On le voit, sans s’être concerté avec le publiciste américain, le savant anglais se rencontrait avec lui ; avant de terminer son livre, il put encore prendre connaissance de Progrès et Pauvreté et saluer son auteur comme son chef de file. Toutefois M. Wallace se séparait de M. George sur un point important. Il n’admettait pas qu’on pût confisquer le sol sans en indemniser convenablement les propriétaires, et il leur assurait une compensation raisonnable pour l’abandon de leurs droits, au moyen d’une rente annuelle sur l’état, réversible à leurs héritiers pendant un certain nombre de générations, qui devrait être fixée par une loi.
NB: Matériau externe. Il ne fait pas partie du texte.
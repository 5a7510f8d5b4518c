//! Categorized GitHub API errors.
//!
//! Every failure coming out of octocrab is sorted into one of three kinds.
//! The kind decides what the collaborator does next: only `Transient` errors
//! are candidates for a retry, and only on read-only effects.

use std::fmt;

use thiserror::Error;

use crate::types::PrNumber;

/// Message fragments GitHub uses for primary and secondary rate limits.
const RATE_LIMIT_HINTS: &[&str] = &["rate limit", "abuse detection"];

/// Message fragments from transport-level failures (no HTTP status).
const NETWORK_HINTS: &[&str] = &["timeout", "timed out", "connection", "network", "dns"];

/// Message fragments the merge endpoint uses when it refuses to merge.
const MERGE_REFUSAL_HINTS: &[&str] = &[
    "not mergeable",
    "merge conflict",
    "required status check",
    "review required",
    "base branch was modified",
];

/// What went wrong, as far as the caller needs to know.
#[derive(Debug, Clone, Copy, PartialEq, Eq)]
pub enum GitHubErrorKind {
    /// 5xx, 429, rate-limited 403, or a network failure.
    Transient,

    /// Any other failure: bad credentials, missing branch, validation errors.
    Permanent,

    /// The merge endpoint refused the merge (405 not mergeable, 409 conflict,
    /// 422 unmet requirements, or `merged: false`).
    MergeRejected,
}

impl GitHubErrorKind {
    pub fn is_retriable(&self) -> bool {
        matches!(self, GitHubErrorKind::Transient)
    }

    /// Classifies a failure from its HTTP status (if any) and message.
    pub fn classify(status_code: Option<u16>, message: &str) -> Self {
        match status_code {
            Some(429) | Some(500..=599) => GitHubErrorKind::Transient,
            Some(403) if mentions_any(message, RATE_LIMIT_HINTS) => GitHubErrorKind::Transient,
            Some(_) => GitHubErrorKind::Permanent,
            None if mentions_any(message, NETWORK_HINTS) => GitHubErrorKind::Transient,
            None => GitHubErrorKind::Permanent,
        }
    }

    /// Classifies a failure returned by the merge endpoint.
    pub fn classify_merge(status_code: Option<u16>, message: &str) -> Self {
        match status_code {
            Some(405 | 409 | 422) => GitHubErrorKind::MergeRejected,
            _ if mentions_any(message, MERGE_REFUSAL_HINTS) => GitHubErrorKind::MergeRejected,
            _ => Self::classify(status_code, message),
        }
    }
}

impl fmt::Display for GitHubErrorKind {
    fn fmt(&self, f: &mut fmt::Formatter<'_>) -> fmt::Result {
        f.write_str(match self {
            GitHubErrorKind::Transient => "transient",
            GitHubErrorKind::Permanent => "permanent",
            GitHubErrorKind::MergeRejected => "merge rejected",
        })
    }
}

/// A failed GitHub call.
#[derive(Debug, Error)]
#[error("GitHub API error{} ({kind}): {message}", http_label(.status_code))]
pub struct GitHubApiError {
    pub kind: GitHubErrorKind,
    pub status_code: Option<u16>,

    /// GitHub's own message when it sent one, otherwise octocrab's.
    pub message: String,

    #[source]
    pub source: Option<octocrab::Error>,
}

fn http_label(status_code: &Option<u16>) -> String {
    status_code
        .map(|code| format!(" HTTP {}", code))
        .unwrap_or_default()
}

impl GitHubApiError {
    pub fn new(kind: GitHubErrorKind, message: impl Into<String>) -> Self {
        GitHubApiError {
            kind,
            status_code: None,
            message: message.into(),
            source: None,
        }
    }

    pub fn permanent(message: impl Into<String>) -> Self {
        Self::new(GitHubErrorKind::Permanent, message)
    }

    pub fn transient(message: impl Into<String>) -> Self {
        Self::new(GitHubErrorKind::Transient, message)
    }

    /// The merge endpoint answered but reported `merged: false`.
    pub fn merge_rejected(pr: PrNumber, reason: impl Into<String>) -> Self {
        Self::new(
            GitHubErrorKind::MergeRejected,
            format!("merge of PR {} rejected: {}", pr, reason.into()),
        )
    }

    pub fn from_octocrab(err: octocrab::Error) -> Self {
        Self::wrap(err, GitHubErrorKind::classify)
    }

    /// Like [`from_octocrab`](Self::from_octocrab), for errors from the merge
    /// endpoint.
    pub fn from_merge_octocrab(err: octocrab::Error) -> Self {
        Self::wrap(err, GitHubErrorKind::classify_merge)
    }

    fn wrap(err: octocrab::Error, classify: fn(Option<u16>, &str) -> GitHubErrorKind) -> Self {
        let (status_code, message) = match &err {
            octocrab::Error::GitHub { source, .. } => {
                (Some(source.status_code.as_u16()), source.message.clone())
            }
            other => (None, other.to_string()),
        };

        GitHubApiError {
            kind: classify(status_code, &message),
            status_code,
            message,
            source: Some(err),
        }
    }
}

fn mentions_any(message: &str, hints: &[&str]) -> bool {
    let message = message.to_lowercase();
    hints.iter().any(|hint| message.contains(hint))
}
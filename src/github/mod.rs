//! GitHub API client and effect interpreter.
//!
//! This module provides the implementation for executing GitHub effects via the octocrab
//! library. It implements the `GitHubInterpreter` trait defined in the effects module.
//!
//! Key features:
//! - Exponential backoff retry for transient failures on read-only calls
//! - Distinguishes transient, permanent, and merge-rejection errors
//! - A dry-run interpreter that logs mutations instead of executing them

mod client;
mod dry_run;
mod error;
mod interpreter;
mod retry;

pub use client::OctocrabClient;
pub use dry_run::LoggingGitHubInterpreter;
pub use error::{GitHubApiError, GitHubErrorKind};
pub use interpreter::interpret_github_effect;
pub use retry::{RetryConfig, RetryPolicy, RetryResult, retry_with_backoff};
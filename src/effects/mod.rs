//! Effects-as-data for hosting API operations.
//!
//! This module defines effect types that describe operations without executing them.
//! This enables:
//! - Core logic that is independent of any particular hosting provider
//! - Testability via mock interpreters
//! - Dry runs via a logging interpreter

pub mod github;
pub mod interpreter;

pub use github::{GitHubEffect, GitHubResponse, MergeMethod};
pub use interpreter::GitHubInterpreter;
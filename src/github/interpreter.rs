//! GitHub effect interpreter using octocrab.
//!
//! Executes `GitHubEffect`s against the real GitHub REST API.
//!
//! Key implementation details:
//! - Branch listing returns one page per effect; the caller drains pages
//! - Open PR lookups qualify the head as `owner:branch`, as the API requires
//! - Merges go through the REST merge endpoint with an explicit `merge_method`
//! - Only read-only effects are retried (see `retry`)

use serde::{Deserialize, Serialize};

use crate::effects::{GitHubEffect, GitHubInterpreter, GitHubResponse, MergeMethod};
use crate::types::{CommentId, PrNumber, PullRequestRef, Sha};

use super::client::OctocrabClient;
use super::error::GitHubApiError;
use super::retry::{RetryPolicy, retry_with_backoff};

/// Page size for list endpoints (GitHub's maximum).
const PER_PAGE: u8 = 100;

impl GitHubInterpreter for OctocrabClient {
    type Error = GitHubApiError;

    async fn interpret(&self, effect: GitHubEffect) -> Result<GitHubResponse, Self::Error> {
        interpret_github_effect(self, effect).await
    }
}

/// Interprets a GitHub effect, executing it against the GitHub API.
///
/// Read-only effects are retried per the client's `RetryConfig`; mutations
/// run exactly once.
#[tracing::instrument(skip(client, effect), fields(repo = %client.repo(), effect = effect.name()))]
pub async fn interpret_github_effect(
    client: &OctocrabClient,
    effect: GitHubEffect,
) -> Result<GitHubResponse, GitHubApiError> {
    let policy = RetryPolicy::for_effect(&effect);
    retry_with_backoff(client.retry_config(), policy, || {
        execute_effect(client, effect.clone())
    })
    .await
    .into_result()
}

/// Executes a single effect without retry logic.
async fn execute_effect(
    client: &OctocrabClient,
    effect: GitHubEffect,
) -> Result<GitHubResponse, GitHubApiError> {
    match effect {
        GitHubEffect::ListBranches { page } => list_branches(client, page).await,
        GitHubEffect::ListOpenPrs { head, base } => list_open_prs(client, &head, &base).await,
        GitHubEffect::CreatePr {
            head,
            base,
            title,
            body,
        } => create_pr(client, head, base, title, body).await,
        GitHubEffect::MergePr { pr, method } => merge_pr(client, pr, method).await,
        GitHubEffect::PostComment { pr, body } => post_comment(client, pr, body).await,
    }
}

// ─── Branches ─────────────────────────────────────────────────────────────────

async fn list_branches(
    client: &OctocrabClient,
    page: u32,
) -> Result<GitHubResponse, GitHubApiError> {
    let page_result = client
        .inner()
        .repos(client.owner(), client.repo_name())
        .list_branches()
        .per_page(PER_PAGE)
        .page(page)
        .send()
        .await
        .map_err(GitHubApiError::from_octocrab)?;

    // The Link header is the authority on whether more pages exist.
    let next_page = page_result.next.is_some().then_some(page + 1);
    let names = page_result
        .items
        .into_iter()
        .map(|branch| branch.name)
        .collect();

    Ok(GitHubResponse::Branches { names, next_page })
}

// ─── Pull Requests ────────────────────────────────────────────────────────────

async fn list_open_prs(
    client: &OctocrabClient,
    head: &str,
    base: &str,
) -> Result<GitHubResponse, GitHubApiError> {
    // The head filter must be qualified with the owning user or organization.
    let qualified_head = format!("{}:{}", client.owner(), head);
    let mut page = 1u32;
    let mut all_prs = Vec::new();

    loop {
        let page_result = client
            .inner()
            .pulls(client.owner(), client.repo_name())
            .list()
            .state(octocrab::params::State::Open)
            .head(qualified_head.clone())
            .base(base)
            .per_page(PER_PAGE)
            .page(page)
            .send()
            .await
            .map_err(GitHubApiError::from_octocrab)?;

        let items = page_result.items;
        let is_last_page = items.len() < usize::from(PER_PAGE);

        all_prs.extend(items.into_iter().map(|pull| {
            PullRequestRef::new(PrNumber(pull.number), pull.html_url.map(|u| u.to_string()))
        }));

        if is_last_page {
            break;
        }
        page += 1;
    }

    Ok(GitHubResponse::PrList(all_prs))
}

async fn create_pr(
    client: &OctocrabClient,
    head: String,
    base: String,
    title: String,
    body: String,
) -> Result<GitHubResponse, GitHubApiError> {
    let pull = client
        .inner()
        .pulls(client.owner(), client.repo_name())
        .create(title, head, base)
        .body(body)
        .send()
        .await
        .map_err(GitHubApiError::from_octocrab)?;

    Ok(GitHubResponse::PrCreated(PullRequestRef::new(
        PrNumber(pull.number),
        pull.html_url.map(|u| u.to_string()),
    )))
}

// ─── Merge ────────────────────────────────────────────────────────────────────

#[derive(Debug, Serialize)]
struct MergeRequest {
    merge_method: &'static str,
}

#[derive(Debug, Deserialize)]
struct MergeResponse {
    #[serde(default)]
    sha: Option<String>,
    merged: bool,
    #[serde(default)]
    message: Option<String>,
}

async fn merge_pr(
    client: &OctocrabClient,
    pr: PrNumber,
    method: MergeMethod,
) -> Result<GitHubResponse, GitHubApiError> {
    // The REST endpoint is used directly so the merge method is explicit in
    // the request body.
    let url = format!(
        "/repos/{}/{}/pulls/{}/merge",
        client.owner(),
        client.repo_name(),
        pr.0
    );

    let request = MergeRequest {
        merge_method: method.as_api_str(),
    };

    let response: MergeResponse = client
        .inner()
        .put(&url, Some(&request))
        .await
        .map_err(GitHubApiError::from_merge_octocrab)?;

    merge_response_to_result(pr, response)
}

/// Maps a merge endpoint body to a response, treating `merged: false` as a rejection.
fn merge_response_to_result(
    pr: PrNumber,
    response: MergeResponse,
) -> Result<GitHubResponse, GitHubApiError> {
    if !response.merged {
        return Err(GitHubApiError::merge_rejected(
            pr,
            response.message.as_deref().unwrap_or("unknown reason"),
        ));
    }

    let sha = response.sha.ok_or_else(|| {
        GitHubApiError::permanent(format!(
            "Merge of PR {} succeeded but no merge commit SHA was returned",
            pr
        ))
    })?;

    Ok(GitHubResponse::Merged { sha: Sha::new(sha) })
}

// ─── Comments ─────────────────────────────────────────────────────────────────

async fn post_comment(
    client: &OctocrabClient,
    pr: PrNumber,
    body: String,
) -> Result<GitHubResponse, GitHubApiError> {
    let comment = client
        .inner()
        .issues(client.owner(), client.repo_name())
        .create_comment(pr.0, body)
        .await
        .map_err(GitHubApiError::from_octocrab)?;

    Ok(GitHubResponse::CommentPosted {
        id: CommentId(comment.id.into_inner()),
    })
}
use std::collections::HashMap;

use serde::{Deserialize, Serialize};

use crate::record::ConversationRecord;
use crate::util::to_timestamp;

pub const PROVIDER_ID: &str = "google";
const UNKNOWN_MODEL: &str = "unknown";

#[derive(Debug, Clone, PartialEq, Eq, Serialize, Deserialize)]
#[serde(rename_all = "camelCase")]
pub struct TokenUsage {
    pub input: u64,
    pub output: u64,
    #[serde(default, skip_serializing_if = "Option::is_none")]
    pub cache_read: Option<u64>,
}

/// Usage attributed to one assistant message of one session.
#[derive(Debug, Clone, PartialEq, Eq, Serialize, Deserialize)]
#[serde(rename_all = "camelCase")]
pub struct UsageRow {
    pub session_id: String,
    pub provider_id: String,
    pub model_id: String,
    pub tokens: TokenUsage,
    /// Epoch ms of the message.
    pub timestamp: i64,
    /// Epoch ms modification time of the session file.
    pub session_updated_at: i64,
    #[serde(default, skip_serializing_if = "Option::is_none")]
    pub session_name: Option<String>,
    #[serde(default, skip_serializing_if = "Option::is_none")]
    pub project_path: Option<String>,
}

/// Zero counts are reported as absent.
pub(crate) fn non_zero(value: u64) -> Option<u64> {
    (value > 0).then_some(value)
}

/// One row per distinct token-bearing message id, in first-seen order.
/// A repeated id keeps its position but takes the later message's values.
pub fn extract_usage_rows(record: &ConversationRecord, modified_at_ms: i64) -> Vec<UsageRow> {
    let session_name = record.session_name().map(str::to_string);
    let project_path = record.project_path().map(str::to_string);
    let record_start = to_timestamp(record.start_time.as_deref(), modified_at_ms);

    let mut rows: Vec<UsageRow> = Vec::new();
    let mut positions: HashMap<&str, usize> = HashMap::new();

    for message in record.token_bearing_messages() {
        let row = UsageRow {
            session_id: record.session_id.clone(),
            provider_id: PROVIDER_ID.to_string(),
            model_id: message.model.unwrap_or(UNKNOWN_MODEL).to_string(),
            tokens: TokenUsage {
                input: message.tokens.input,
                output: message.tokens.output,
                cache_read: non_zero(message.tokens.cached),
            },
            timestamp: to_timestamp(message.timestamp, record_start),
            session_updated_at: modified_at_ms,
            session_name: session_name.clone(),
            project_path: project_path.clone(),
        };

        match positions.get(message.id) {
            Some(&index) => rows[index] = row,
            None => {
                positions.insert(message.id, rows.len());
                rows.push(row);
            }
        }
    }

    rows
}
Il ne pourrait selon lui être question d’une rente perpétuelle, car ce serait alors reconnaître implicitement que l’appropriation de la terre est légitime. Les « tenans » qui cultivent aujourd’hui la terre des autres deviendraient ainsi les fermiers de l’état, et n’auraient plus à craindre « d’éviction ; » personne ne pourrait affermer de la terre que pour la travailler, et sans possibilité de la sous-louer à d’autres.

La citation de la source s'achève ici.